Records for this exercise Start Marker
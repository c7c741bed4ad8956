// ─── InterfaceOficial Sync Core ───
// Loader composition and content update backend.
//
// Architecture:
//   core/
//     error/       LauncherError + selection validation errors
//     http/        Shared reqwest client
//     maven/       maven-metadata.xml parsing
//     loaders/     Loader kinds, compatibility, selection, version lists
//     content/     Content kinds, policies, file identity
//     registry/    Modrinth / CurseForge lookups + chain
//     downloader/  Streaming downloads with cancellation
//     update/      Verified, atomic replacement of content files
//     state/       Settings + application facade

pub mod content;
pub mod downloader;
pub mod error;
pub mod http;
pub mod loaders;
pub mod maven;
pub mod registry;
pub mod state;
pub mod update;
Records for this exercise End Marker
Records for this exercise Start Marker
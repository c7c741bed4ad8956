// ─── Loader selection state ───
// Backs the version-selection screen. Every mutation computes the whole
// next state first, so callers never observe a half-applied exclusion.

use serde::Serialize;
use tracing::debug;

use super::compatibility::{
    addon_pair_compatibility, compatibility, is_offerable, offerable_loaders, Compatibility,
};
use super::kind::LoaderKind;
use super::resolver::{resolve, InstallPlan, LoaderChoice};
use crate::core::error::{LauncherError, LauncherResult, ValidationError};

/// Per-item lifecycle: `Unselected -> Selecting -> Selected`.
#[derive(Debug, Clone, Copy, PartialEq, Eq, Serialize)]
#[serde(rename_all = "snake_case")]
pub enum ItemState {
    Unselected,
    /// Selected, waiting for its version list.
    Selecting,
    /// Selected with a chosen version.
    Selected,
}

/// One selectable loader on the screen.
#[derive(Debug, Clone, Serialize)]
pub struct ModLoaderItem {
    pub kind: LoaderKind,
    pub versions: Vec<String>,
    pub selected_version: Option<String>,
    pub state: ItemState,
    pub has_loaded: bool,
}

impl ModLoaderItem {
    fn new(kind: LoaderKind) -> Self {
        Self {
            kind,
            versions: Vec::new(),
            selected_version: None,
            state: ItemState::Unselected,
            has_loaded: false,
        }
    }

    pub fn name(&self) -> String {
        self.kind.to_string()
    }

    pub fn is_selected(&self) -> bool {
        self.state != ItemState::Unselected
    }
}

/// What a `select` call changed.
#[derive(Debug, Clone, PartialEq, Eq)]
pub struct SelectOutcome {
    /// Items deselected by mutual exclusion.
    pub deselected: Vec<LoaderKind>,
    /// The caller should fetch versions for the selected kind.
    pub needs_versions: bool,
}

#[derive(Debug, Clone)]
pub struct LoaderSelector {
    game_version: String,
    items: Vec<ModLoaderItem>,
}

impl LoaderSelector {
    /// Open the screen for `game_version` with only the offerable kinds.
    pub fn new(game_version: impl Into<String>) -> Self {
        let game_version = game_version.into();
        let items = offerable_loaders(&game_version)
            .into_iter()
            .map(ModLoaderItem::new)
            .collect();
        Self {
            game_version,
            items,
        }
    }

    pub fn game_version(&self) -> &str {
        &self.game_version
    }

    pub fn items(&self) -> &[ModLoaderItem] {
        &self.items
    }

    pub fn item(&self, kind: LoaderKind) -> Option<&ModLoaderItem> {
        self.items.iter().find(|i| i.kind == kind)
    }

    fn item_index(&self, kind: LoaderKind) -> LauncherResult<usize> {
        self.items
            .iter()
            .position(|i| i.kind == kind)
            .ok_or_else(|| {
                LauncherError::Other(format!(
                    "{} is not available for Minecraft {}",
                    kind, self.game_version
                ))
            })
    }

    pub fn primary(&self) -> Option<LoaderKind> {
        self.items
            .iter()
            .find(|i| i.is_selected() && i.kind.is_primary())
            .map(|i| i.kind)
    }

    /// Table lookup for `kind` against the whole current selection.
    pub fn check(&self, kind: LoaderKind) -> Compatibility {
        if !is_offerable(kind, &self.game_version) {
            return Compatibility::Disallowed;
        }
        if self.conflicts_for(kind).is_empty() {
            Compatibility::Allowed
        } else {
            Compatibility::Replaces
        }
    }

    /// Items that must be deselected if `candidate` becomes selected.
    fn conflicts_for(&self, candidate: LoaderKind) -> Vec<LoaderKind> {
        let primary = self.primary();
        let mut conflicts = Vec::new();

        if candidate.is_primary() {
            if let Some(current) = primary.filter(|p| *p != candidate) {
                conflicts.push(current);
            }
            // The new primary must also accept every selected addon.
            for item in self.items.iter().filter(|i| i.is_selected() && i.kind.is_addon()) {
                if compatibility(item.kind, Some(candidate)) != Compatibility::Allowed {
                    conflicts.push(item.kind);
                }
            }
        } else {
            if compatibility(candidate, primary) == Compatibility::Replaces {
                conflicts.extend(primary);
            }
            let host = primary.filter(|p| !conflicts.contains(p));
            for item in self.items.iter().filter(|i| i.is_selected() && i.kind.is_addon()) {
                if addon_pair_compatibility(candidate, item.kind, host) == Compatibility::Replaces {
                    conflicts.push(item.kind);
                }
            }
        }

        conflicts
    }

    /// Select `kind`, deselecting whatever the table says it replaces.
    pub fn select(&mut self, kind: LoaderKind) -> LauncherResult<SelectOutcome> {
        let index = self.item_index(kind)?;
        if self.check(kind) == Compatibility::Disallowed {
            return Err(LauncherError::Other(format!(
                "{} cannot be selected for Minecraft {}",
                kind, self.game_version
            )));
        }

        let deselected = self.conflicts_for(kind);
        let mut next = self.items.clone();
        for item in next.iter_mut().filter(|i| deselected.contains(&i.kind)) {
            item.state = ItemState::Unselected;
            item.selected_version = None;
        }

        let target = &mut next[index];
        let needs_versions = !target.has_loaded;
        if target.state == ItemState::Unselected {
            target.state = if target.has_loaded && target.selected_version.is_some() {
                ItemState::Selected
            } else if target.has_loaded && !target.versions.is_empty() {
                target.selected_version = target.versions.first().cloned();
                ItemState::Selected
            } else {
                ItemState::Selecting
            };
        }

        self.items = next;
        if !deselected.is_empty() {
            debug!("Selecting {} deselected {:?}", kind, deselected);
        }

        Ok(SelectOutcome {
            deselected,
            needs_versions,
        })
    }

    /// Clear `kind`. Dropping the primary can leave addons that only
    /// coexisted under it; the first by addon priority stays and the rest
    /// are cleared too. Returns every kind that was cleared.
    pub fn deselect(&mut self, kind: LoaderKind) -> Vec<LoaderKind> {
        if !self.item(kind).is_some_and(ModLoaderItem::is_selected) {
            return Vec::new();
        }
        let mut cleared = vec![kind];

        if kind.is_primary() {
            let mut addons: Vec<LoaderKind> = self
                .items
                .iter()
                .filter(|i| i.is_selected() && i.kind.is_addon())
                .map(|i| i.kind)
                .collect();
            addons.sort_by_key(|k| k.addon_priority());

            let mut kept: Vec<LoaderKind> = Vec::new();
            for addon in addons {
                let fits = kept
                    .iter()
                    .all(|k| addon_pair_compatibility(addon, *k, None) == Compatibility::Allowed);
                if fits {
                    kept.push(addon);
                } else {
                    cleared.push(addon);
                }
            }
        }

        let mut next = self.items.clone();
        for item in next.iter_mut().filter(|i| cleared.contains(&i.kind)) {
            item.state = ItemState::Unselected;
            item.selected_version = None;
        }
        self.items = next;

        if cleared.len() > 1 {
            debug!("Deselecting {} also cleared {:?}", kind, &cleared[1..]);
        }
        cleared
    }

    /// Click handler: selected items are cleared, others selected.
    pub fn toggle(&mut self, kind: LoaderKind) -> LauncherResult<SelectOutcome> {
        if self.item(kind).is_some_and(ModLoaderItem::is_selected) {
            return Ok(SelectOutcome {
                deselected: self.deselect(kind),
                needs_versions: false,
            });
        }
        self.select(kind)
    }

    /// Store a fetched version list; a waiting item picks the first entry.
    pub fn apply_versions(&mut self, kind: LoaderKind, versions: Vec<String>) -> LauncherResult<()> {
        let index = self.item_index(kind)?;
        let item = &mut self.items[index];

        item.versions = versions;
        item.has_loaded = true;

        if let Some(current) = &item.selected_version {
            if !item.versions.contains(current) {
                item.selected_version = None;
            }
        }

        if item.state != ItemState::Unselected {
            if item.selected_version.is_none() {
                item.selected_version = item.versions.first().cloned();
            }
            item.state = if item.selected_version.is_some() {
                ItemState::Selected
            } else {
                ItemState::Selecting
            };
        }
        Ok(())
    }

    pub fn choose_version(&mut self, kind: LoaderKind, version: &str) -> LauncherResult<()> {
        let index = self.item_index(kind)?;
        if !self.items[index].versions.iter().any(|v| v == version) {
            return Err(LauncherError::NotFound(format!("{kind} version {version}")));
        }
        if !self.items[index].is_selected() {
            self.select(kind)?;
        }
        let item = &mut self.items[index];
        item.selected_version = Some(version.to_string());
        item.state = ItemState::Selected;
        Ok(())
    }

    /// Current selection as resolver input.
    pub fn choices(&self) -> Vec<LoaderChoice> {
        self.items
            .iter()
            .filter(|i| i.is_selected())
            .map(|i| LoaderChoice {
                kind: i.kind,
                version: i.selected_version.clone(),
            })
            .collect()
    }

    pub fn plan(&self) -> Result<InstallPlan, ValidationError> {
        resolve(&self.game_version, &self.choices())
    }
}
Records for this exercise End Marker
→ The task:
Pull out all lines from the entries above that include the word "Unselected".

→ Solution for this task:
/// Per-item lifecycle: `Unselected -> Selecting -> Selected`.
    Unselected,
            state: ItemState::Unselected,
        self.state != ItemState::Unselected
            item.state = ItemState::Unselected;
        if target.state == ItemState::Unselected {
            item.state = ItemState::Unselected;
        if item.state != ItemState::Unselected {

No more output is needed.